6 Sobre essa questão, ver Durkheim, [1893] (1960).
7 Era comum, na segunda metade do século XIX e primeira metade do século XX, os pertencentes às famílias de proprietários rurais que se arruinaram sobreviverem à custa de empregos no serviço público, angariados com os políticos locais em troca de favores e apoio político.
8 Podemos distinguir três fases diferenciadas da Guarda Nacional brasileira. A primeira fase, a da menoridade, vai de 1831 até a reforma da lei em 1850, quando a corporação, como força de grande contingente popular, atuou de forma direta e intensa na campanha da pacificação. A segunda fase, que abrangeu o segundo reinado de 1850 a 1889, caracterizou-se pelo início da aristocratização de seus quadros dirigentes, transformando-se depois em milícia eleiçoeira - força de oficias sem soldados. Finalmente, na terceira fase, a Republicana, irá verificar-se a absorção da milícia cidadã pelo exército, como força de segurança, assim conservando-se até o seu total desaparecimento. Holanda (2004, p.274).
9 A descrição do jornal feita pelo folclorista revela a sua percepção acerca dos empreendimentos de seu pai. Essa situação é exemplar dos valores próprios do modelo de família patriarcal, como a subserviência e o reconhecimento pleno de tudo que era planejado, idealizado por aquele que liderava o tronco comum. Portanto, a visão de Câmara Cascudo era, de fato, romantizada e harmoniosa, tal como fora reproduzida em suas biografias e obras. Por isso a necessidade de não aceitamos as coisas como parecem, ou seja, as verdades instituídas por ele (Cascudo, 1968. p.36).
10 Oliveira (1999, p. 30).
11 "Era dono da maior loja de ferragens de Natal "o Cometa" comercializava crédito, faturas altas. Homem que acreditava na palavra, os clientes que permanecessem descansados, o crédito de sempre estaria aberto, não a troco de duplicata, mas da palavra. Não imaginava ele que os 'cabelos de bigodes', antigos afiançadores da palavra empenhada, não existiam numa pequena província onde só circulavam dez carros e os amigos o enganaram... Francisco Cascudo, com a fortuna abalada, nunca queixou-se de nenhum freguês, tampouco ingressou com ações para débitos ou falou no assunto." Oliveira (1999, p. 34).

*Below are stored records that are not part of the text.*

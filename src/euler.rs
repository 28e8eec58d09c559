//! Quaternion to Euler-angle resampling.
//!
//! USD expresses non-skin rotations as Euler XYZ ops, but Euler-space
//! linear interpolation does not match quaternion slerp, so a direct
//! per-key conversion drifts between keys. The resampler walks each slerp
//! segment, measuring the angular error of the Euler-space line against
//! the quaternion curve, and inserts keys wherever the error would exceed
//! the bound. Near-180° arcs are split at the midpoint first since their
//! interpolation direction is ambiguous. All math runs in f64.

use glam::{DQuat, DVec3, Quat, Vec3};

/// Converts XYZ Tait-Bryan angles to a quaternion.
pub fn euler_to_quat(e: DVec3) -> DQuat {
    let (sz, cz) = (e.z * 0.5).sin_cos();
    let (sy, cy) = (e.y * 0.5).sin_cos();
    let (sx, cx) = (e.x * 0.5).sin_cos();

    let w = cz * cy * cx + sz * sy * sx;
    let x = cz * cy * sx - sz * sy * cx;
    let y = sz * cy * sx + cz * sy * cx;
    let z = sz * cy * cx - cz * sy * sx;
    DQuat::from_xyzw(x, y, z, w)
}

/// Converts a quaternion to XYZ Tait-Bryan angles.
///
/// The `asin` clamp is replaced with `copysign(π/2)` when the sine leaves
/// `[-1, 1]`, which happens at the poles under rounding.
pub fn quat_to_euler(q: DQuat) -> DVec3 {
    let (qx, qy, qz, qw) = (q.x, q.y, q.z, q.w);

    let sx_cy = 2.0 * (qw * qx + qy * qz);
    let cx_cy = 1.0 - 2.0 * (qx * qx + qy * qy);
    let x = sx_cy.atan2(cx_cy);

    let sy = 2.0 * (qw * qy - qz * qx);
    let y = if sy.abs() < 1.0 {
        sy.asin()
    } else {
        (std::f64::consts::FRAC_PI_2).copysign(sy)
    };

    let sz_cy = 2.0 * (qw * qz + qx * qy);
    let cz_cy = 1.0 - 2.0 * (qy * qy + qz * qz);
    let z = sz_cy.atan2(cz_cy);

    DVec3::new(x, y, z)
}

/// Steps each component of `e` by multiples of 2π to the representative
/// nearest `reference`, preserving winding across key boundaries.
pub fn euler_step(reference: DVec3, e: DVec3) -> DVec3 {
    const TAU: f64 = 2.0 * std::f64::consts::PI;
    DVec3::new(
        e.x + TAU * ((reference.x - e.x) / TAU).round(),
        e.y + TAU * ((reference.y - e.y) / TAU).round(),
        e.z + TAU * ((reference.z - e.z) / TAU).round(),
    )
}

fn quat_abs_min_delta_angle(a: DQuat, b: DQuat) -> f64 {
    2.0 * a.dot(b).abs().clamp(0.0, 1.0).acos()
}

// Length (in radians) to subdivide rotation arcs for error tests. Must
// stay below 90° so local error maxima cannot hide between samples.
const SUBDIV_ANGLE_INTERVAL: f64 = 15.0 * std::f64::consts::PI / 180.0;
// Maximum allowable angular error between the Euler line and the
// quaternion curve.
const ERROR_MAX: f64 = 0.1 * std::f64::consts::PI / 180.0;
// Tolerance used to refine the search for split points.
const ERROR_REFINE_TOL: f64 = ERROR_MAX / 100.0;
// Arcs beyond this split at the midpoint to fix the interpolation
// direction before fitting.
const QUAT_180_TOL: f64 = std::f64::consts::PI * 0.9;
// Bisection iteration cap; convergence is fast, this is a failsafe
// against floating-point stalls.
const ERROR_REFINE_LIMIT: usize = 20;
// Minimum DT between generated keys.
const DT_MIN: f64 = 1.0 / 120.0;

/// Resamples a quaternion key sequence into Euler keys whose linear
/// interpolation tracks the slerp curve within the error bound.
pub fn convert_rotation_keys(src_times: &[f32], src_quats: &[Quat]) -> (Vec<f32>, Vec<Vec3>) {
    let src_count = src_times.len();
    if src_count < 2 {
        // Fewer than two keys: direct conversion.
        let times = src_times.to_vec();
        let eulers = src_quats
            .iter()
            .map(|&q| quat_to_euler(q.as_dquat()).as_vec3())
            .collect();
        return (times, eulers);
    }

    let mut times: Vec<f32> = Vec::with_capacity(src_count);
    let mut eulers: Vec<Vec3> = Vec::with_capacity(src_count);

    let mut t0 = src_times[0] as f64;
    let mut q0 = src_quats[0].as_dquat();
    let mut e0 = quat_to_euler(q0);

    let mut i1 = 1;
    while i1 != src_count {
        times.push(t0 as f32);
        eulers.push(e0.as_vec3());

        let mut t1 = src_times[i1] as f64;
        let mut q1 = src_quats[i1].as_dquat();
        let half_step = quat_abs_min_delta_angle(q0, q1) > QUAT_180_TOL;
        if half_step {
            // Ambiguous direction near 180°: recurse on the halves by
            // fitting to the midpoint first.
            t1 = t0 + (t1 - t0) * 0.5;
            q1 = q0.slerp(q1, 0.5);
        }

        let e1 = euler_step(e0, quat_to_euler(q1));

        let delta_angle = quat_abs_min_delta_angle(q0, q1);
        let subdiv_count = ((delta_angle / SUBDIV_ANGLE_INTERVAL).ceil() as usize).max(1);
        let subdiv_scale = 1.0 / subdiv_count as f64;
        let mut subdiv_index = 0;
        loop {
            let s = (subdiv_index + 1) as f64 * subdiv_scale;
            let qs = q0.slerp(q1, s);
            let es = e0.lerp(e1, s);
            let e2qs = euler_to_quat(es);
            let error = quat_abs_min_delta_angle(qs, e2qs);
            let dt = (t1 - t0) * s;
            let exceeds_error = error > ERROR_MAX && dt > DT_MIN;
            let final_segment = subdiv_index + 1 == subdiv_count;
            if !exceeds_error && !final_segment {
                subdiv_index += 1;
                continue;
            }

            // Refine the split point with a bisection search.
            let mut s_lower = s - subdiv_scale;
            let mut s_upper = s;
            if exceeds_error && (error - ERROR_MAX).abs() > ERROR_REFINE_TOL {
                for _ in 0..ERROR_REFINE_LIMIT {
                    let s_mid = 0.5 * (s_lower + s_upper);
                    let q_mid = q0.slerp(q1, s_mid);
                    let e_mid = e0.lerp(e1, s_mid);
                    let error_mid = quat_abs_min_delta_angle(q_mid, euler_to_quat(e_mid));
                    if (error_mid - ERROR_MAX).abs() <= ERROR_REFINE_TOL {
                        s_upper = s_mid;
                        break;
                    }
                    if error_mid < ERROR_MAX {
                        s_lower = s_mid;
                    } else {
                        s_upper = s_mid;
                    }
                }
            }

            let dt_upper = (t1 - t0) * s_upper;
            if dt_upper < DT_MIN {
                // Force a minimum dt so the animation cannot balloon when
                // the quaternion blends through an Euler singularity. The
                // result is technically wrong inside this window, but the
                // error is bounded at the next frame.
                s_upper = if t0 + DT_MIN < t1 {
                    DT_MIN / (t1 - t0)
                } else {
                    1.0
                };
            }
            t0 += (t1 - t0) * s_upper;
            q0 = q0.slerp(q1, s_upper);
            e0 = euler_step(e0, quat_to_euler(q0));
            // Half-step segments and dt-clamped splits leave `i1` alone so
            // the remainder of the source segment is fitted next; t0
            // advances by at least DT_MIN each round, so this terminates.
            if final_segment && !half_step && s_upper >= 1.0 {
                i1 += 1;
            }
            break;
        }
    }

    times.push(t0 as f32);
    eulers.push(e0.as_vec3());

    (times, eulers)
}

#[cfg(test)]
mod tests {
    use super::*;
    use approx::assert_relative_eq;
    use std::f64::consts::PI;

    fn fit_error_at(times: &[f32], eulers: &[Vec3], t: f32, expected: DQuat) -> f64 {
        // Linear interpolation in Euler space at time t, then compare the
        // recomposed quaternion against the expected one.
        let i1 = times.iter().position(|&kt| kt >= t).unwrap();
        let e = if i1 == 0 || times[i1] == t {
            eulers[i1]
        } else {
            let i0 = i1 - 1;
            let s = (t - times[i0]) / (times[i1] - times[i0]);
            eulers[i0].lerp(eulers[i1], s)
        };
        let q = euler_to_quat(e.as_dvec3());
        quat_abs_min_delta_angle(q, expected)
    }

    #[test]
    fn round_trips_euler_quat() {
        let e = DVec3::new(0.3, -0.7, 1.9);
        let q = euler_to_quat(e);
        let back = quat_to_euler(q);
        let q2 = euler_to_quat(back);
        assert!(quat_abs_min_delta_angle(q, q2) < 1e-12);
    }

    #[test]
    fn pole_clamp_does_not_panic() {
        // Exactly ±90° pitch drives sin(y) to ±1.
        let q = euler_to_quat(DVec3::new(0.0, PI / 2.0, 0.0));
        let e = quat_to_euler(q);
        assert_relative_eq!(e.y, PI / 2.0, epsilon = 1e-9);
    }

    #[test]
    fn winding_step_picks_near_representative() {
        let reference = DVec3::new(6.0, 0.0, 0.0);
        let e = DVec3::new(-0.4, 0.0, 0.0);
        let stepped = euler_step(reference, e);
        assert_relative_eq!(stepped.x, -0.4 + 2.0 * PI, epsilon = 1e-12);
    }

    #[test]
    fn single_key_converts_directly(){
        let (times, eulers) = convert_rotation_keys(&[0.5], &[Quat::from_rotation_z(0.25)]);
        assert_eq!(times, vec![0.5]);
        assert_relative_eq!(eulers[0].z, 0.25, epsilon = 1e-6);
    }

    #[test]
    fn fits_quarter_turn_within_error_bound() {
        let q0 = Quat::IDENTITY;
        let q1 = Quat::from_rotation_y(std::f32::consts::FRAC_PI_2);
        let (times, eulers) = convert_rotation_keys(&[0.0, 1.0], &[q0, q1]);
        assert!(times.windows(2).all(|w| w[0] < w[1]));
        assert_relative_eq!(times[0], 0.0);
        assert_relative_eq!(*times.last().unwrap(), 1.0, epsilon = 1e-6);

        // Sample the source slerp densely and verify the Euler fit.
        let dq0 = q0.as_dquat();
        let dq1 = q1.as_dquat();
        for i in 0..=20 {
            let s = i as f64 / 20.0;
            let expected = dq0.slerp(dq1, s);
            let error = fit_error_at(&times, &eulers, s as f32, expected);
            assert!(error < 2.0 * ERROR_MAX, "error {} at s {}", error, s);
        }
    }

    #[test]
    fn splits_near_180_arcs() {
        let q0 = Quat::IDENTITY;
        let q1 = Quat::from_rotation_y(3.1);
        let (times, eulers) = convert_rotation_keys(&[0.0, 2.0], &[q0, q1]);
        assert!(times.len() >= 3);
        assert!(times.windows(2).all(|w| w[0] < w[1]));
        // The curve passes through the y = π/2 Euler singularity, where
        // the fit error is only bounded by the dt floor; allow slack.
        let dq0 = q0.as_dquat();
        let dq1 = q1.as_dquat();
        for i in 1..20 {
            let s = i as f64 / 20.0;
            let expected = dq0.slerp(dq1, s);
            let error = fit_error_at(&times, &eulers, (2.0 * s) as f32, expected);
            assert!(error < 0.2, "error {} at s {}", error, s);
        }
    }
}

12 Compreendo como formação discursiva o conjunto de regras que caracterizam um determinado discurso e permite relacioná-lo em um sistema comum. São relações entre objetos, entre tipos e enunciados, conceitos e estratégias que possibilitam a passagem da dispersão (considerando o discurso como dispersão) à realidade. Em outras palavras, são regras capazes de reger a formação do discurso, explicando, ao mesmo tempo, como discursos aprecem e se distribuem no interior de um dado contexto social. A esse respeito, ver Foucault (1986. p. 35-45).
13 Almanaque Brasil de Cultura Popular, positivo. p.14.